[Input data — start]
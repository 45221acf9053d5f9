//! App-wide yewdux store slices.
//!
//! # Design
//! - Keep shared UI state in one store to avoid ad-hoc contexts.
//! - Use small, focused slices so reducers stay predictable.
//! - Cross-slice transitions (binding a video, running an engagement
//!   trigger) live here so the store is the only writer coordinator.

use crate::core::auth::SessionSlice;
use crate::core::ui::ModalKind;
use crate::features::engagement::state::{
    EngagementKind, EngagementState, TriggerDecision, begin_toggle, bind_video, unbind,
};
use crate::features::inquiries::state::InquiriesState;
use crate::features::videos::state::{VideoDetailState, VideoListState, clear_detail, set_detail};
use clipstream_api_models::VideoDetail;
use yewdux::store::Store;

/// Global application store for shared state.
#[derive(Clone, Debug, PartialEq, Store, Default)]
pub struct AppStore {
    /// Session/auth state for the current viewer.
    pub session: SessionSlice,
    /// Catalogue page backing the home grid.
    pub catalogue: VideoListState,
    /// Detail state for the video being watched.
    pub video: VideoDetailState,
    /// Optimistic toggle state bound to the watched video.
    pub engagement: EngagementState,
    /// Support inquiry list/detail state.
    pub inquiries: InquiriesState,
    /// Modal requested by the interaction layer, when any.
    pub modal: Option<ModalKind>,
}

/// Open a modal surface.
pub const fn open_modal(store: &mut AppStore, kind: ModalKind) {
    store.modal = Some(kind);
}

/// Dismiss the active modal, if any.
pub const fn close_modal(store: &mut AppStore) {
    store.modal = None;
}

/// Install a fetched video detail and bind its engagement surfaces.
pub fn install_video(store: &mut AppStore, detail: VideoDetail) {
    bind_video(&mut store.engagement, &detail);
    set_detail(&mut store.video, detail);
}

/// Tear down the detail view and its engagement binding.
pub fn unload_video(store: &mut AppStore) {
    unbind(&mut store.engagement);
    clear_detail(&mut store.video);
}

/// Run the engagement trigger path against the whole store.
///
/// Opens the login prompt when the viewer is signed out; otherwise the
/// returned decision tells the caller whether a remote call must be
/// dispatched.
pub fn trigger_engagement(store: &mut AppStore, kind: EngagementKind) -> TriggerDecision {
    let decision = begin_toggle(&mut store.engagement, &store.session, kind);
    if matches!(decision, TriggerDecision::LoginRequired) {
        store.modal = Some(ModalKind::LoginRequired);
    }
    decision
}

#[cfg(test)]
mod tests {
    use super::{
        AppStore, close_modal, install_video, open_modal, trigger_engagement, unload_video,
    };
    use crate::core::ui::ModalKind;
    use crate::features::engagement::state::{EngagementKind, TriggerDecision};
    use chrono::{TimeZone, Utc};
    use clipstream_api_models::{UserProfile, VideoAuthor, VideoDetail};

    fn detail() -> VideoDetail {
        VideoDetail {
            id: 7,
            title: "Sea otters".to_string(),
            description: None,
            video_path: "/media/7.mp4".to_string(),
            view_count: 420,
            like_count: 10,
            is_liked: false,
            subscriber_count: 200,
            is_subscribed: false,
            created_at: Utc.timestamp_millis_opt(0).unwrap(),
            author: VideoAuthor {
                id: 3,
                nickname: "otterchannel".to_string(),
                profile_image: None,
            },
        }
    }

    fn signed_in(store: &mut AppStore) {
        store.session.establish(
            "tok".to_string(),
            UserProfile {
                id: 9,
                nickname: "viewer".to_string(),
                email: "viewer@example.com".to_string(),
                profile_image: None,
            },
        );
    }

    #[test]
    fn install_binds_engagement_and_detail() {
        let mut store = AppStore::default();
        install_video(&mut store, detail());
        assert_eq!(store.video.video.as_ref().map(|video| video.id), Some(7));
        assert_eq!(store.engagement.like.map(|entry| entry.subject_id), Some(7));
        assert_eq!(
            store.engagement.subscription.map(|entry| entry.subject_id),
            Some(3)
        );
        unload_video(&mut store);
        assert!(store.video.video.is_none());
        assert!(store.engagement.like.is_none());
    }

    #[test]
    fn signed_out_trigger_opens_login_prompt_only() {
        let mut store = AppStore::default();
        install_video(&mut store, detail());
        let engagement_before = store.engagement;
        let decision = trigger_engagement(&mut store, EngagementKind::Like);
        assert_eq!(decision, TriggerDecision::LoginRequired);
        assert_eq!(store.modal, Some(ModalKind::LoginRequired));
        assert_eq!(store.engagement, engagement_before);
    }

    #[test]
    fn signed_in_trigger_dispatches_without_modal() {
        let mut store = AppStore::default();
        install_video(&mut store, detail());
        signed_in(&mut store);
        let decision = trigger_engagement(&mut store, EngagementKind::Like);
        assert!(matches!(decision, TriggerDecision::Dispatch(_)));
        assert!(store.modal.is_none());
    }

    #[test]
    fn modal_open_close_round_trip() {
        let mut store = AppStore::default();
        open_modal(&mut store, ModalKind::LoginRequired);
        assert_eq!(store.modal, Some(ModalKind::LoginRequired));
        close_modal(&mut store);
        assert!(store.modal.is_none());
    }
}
[Input data — finish]
Directions for this task: When the entries above are retyped, each line must stay exactly as it is.

Your response:
repository 45221acf9053d5f9
//! App-wide yewdux store slices.
//!
//! # Design
//! - Keep shared UI state in one store to avoid ad-hoc contexts.
//! - Use small, focused slices so reducers stay predictable.
//! - Cross-slice transitions (binding a video, running an engagement
//!   trigger) live here so the store is the only writer coordinator.

use crate::core::auth::SessionSlice;
use crate::core::ui::ModalKind;
use crate::features::engagement::state::{
    EngagementKind, EngagementState, TriggerDecision, begin_toggle, bind_video, unbind,
};
use crate::features::inquiries::state::InquiriesState;
use crate::features::videos::state::{VideoDetailState, VideoListState, clear_detail, set_detail};
use clipstream_api_models::VideoDetail;
use yewdux::store::Store;

/// Global application store for shared state.
#[derive(Clone, Debug, PartialEq, Store, Default)]
pub struct AppStore {
    /// Session/auth state for the current viewer.
    pub session: SessionSlice,
    /// Catalogue page backing the home grid.
    pub catalogue: VideoListState,
    /// Detail state for the video being watched.
    pub video: VideoDetailState,
    /// Optimistic toggle state bound to the watched video.
    pub engagement: EngagementState,
    /// Support inquiry list/detail state.
    pub inquiries: InquiriesState,
    /// Modal requested by the interaction layer, when any.
    pub modal: Option<ModalKind>,
}

/// Open a modal surface.
pub const fn open_modal(store: &mut AppStore, kind: ModalKind) {
    store.modal = Some(kind);
}

/// Dismiss the active modal, if any.
pub const fn close_modal(store: &mut AppStore) {
    store.modal = None;
}

/// Install a fetched video detail and bind its engagement surfaces.
pub fn install_video(store: &mut AppStore, detail: VideoDetail) {
    bind_video(&mut store.engagement, &detail);
    set_detail(&mut store.video, detail);
}

/// Tear down the detail view and its engagement binding.
pub fn unload_video(store: &mut AppStore) {
    unbind(&mut store.engagement);
    clear_detail(&mut store.video);
}

/// Run the engagement trigger path against the whole store.
///
/// Opens the login prompt when the viewer is signed out; otherwise the
/// returned decision tells the caller whether a remote call must be
/// dispatched.
pub fn trigger_engagement(store: &mut AppStore, kind: EngagementKind) -> TriggerDecision {
    let decision = begin_toggle(&mut store.engagement, &store.session, kind);
    if matches!(decision, TriggerDecision::LoginRequired) {
        store.modal = Some(ModalKind::LoginRequired);
    }
    decision
}

#[cfg(test)]
mod tests {
    use super::{
        AppStore, close_modal, install_video, open_modal, trigger_engagement, unload_video,
    };
    use crate::core::ui::ModalKind;
    use crate::features::engagement::state::{EngagementKind, TriggerDecision};
    use chrono::{TimeZone, Utc};
    use clipstream_api_models::{UserProfile, VideoAuthor, VideoDetail};

    fn detail() -> VideoDetail {
        VideoDetail {
            id: 7,
            title: "Sea otters".to_string(),
            description: None,
            video_path: "/media/7.mp4".to_string(),
            view_count: 420,
            like_count: 10,
            is_liked: false,
            subscriber_count: 200,
            is_subscribed: false,
            created_at: Utc.timestamp_millis_opt(0).unwrap(),
            author: VideoAuthor {
                id: 3,
                nickname: "otterchannel".to_string(),
                profile_image: None,
            },
        }
    }

    fn signed_in(store: &mut AppStore) {
        store.session.establish(
            "tok".to_string(),
            UserProfile {
                id: 9,
                nickname: "viewer".to_string(),
                email: "viewer@example.com".to_string(),
                profile_image: None,
            },
        );
    }

    #[test]
    fn install_binds_engagement_and_detail() {
        let mut store = AppStore::default();
        install_video(&mut store, detail());
        assert_eq!(store.video.video.as_ref().map(|video| video.id), Some(7));
        assert_eq!(store.engagement.like.map(|entry| entry.subject_id), Some(7));
        assert_eq!(
            store.engagement.subscription.map(|entry| entry.subject_id),
            Some(3)
        );
        unload_video(&mut store);
        assert!(store.video.video.is_none());
        assert!(store.engagement.like.is_none());
    }

    #[test]
    fn signed_out_trigger_opens_login_prompt_only() {
        let mut store = AppStore::default();
        install_video(&mut store, detail());
        let engagement_before = store.engagement;
        let decision = trigger_engagement(&mut store, EngagementKind::Like);
        assert_eq!(decision, TriggerDecision::LoginRequired);
        assert_eq!(store.modal, Some(ModalKind::LoginRequired));
        assert_eq!(store.engagement, engagement_before);
    }

    #[test]
    fn signed_in_trigger_dispatches_without_modal() {
        let mut store = AppStore::default();
        install_video(&mut store, detail());
        signed_in(&mut store);
        let decision = trigger_engagement(&mut store, EngagementKind::Like);
        assert!(matches!(decision, TriggerDecision::Dispatch(_)));
        assert!(store.modal.is_none());
    }

    #[test]
    fn modal_open_close_round_trip() {
        let mut store = AppStore::default();
        open_modal(&mut store, ModalKind::LoginRequired);
        assert_eq!(store.modal, Some(ModalKind::LoginRequired));
        close_modal(&mut store);
        assert!(store.modal.is_none());
    }
}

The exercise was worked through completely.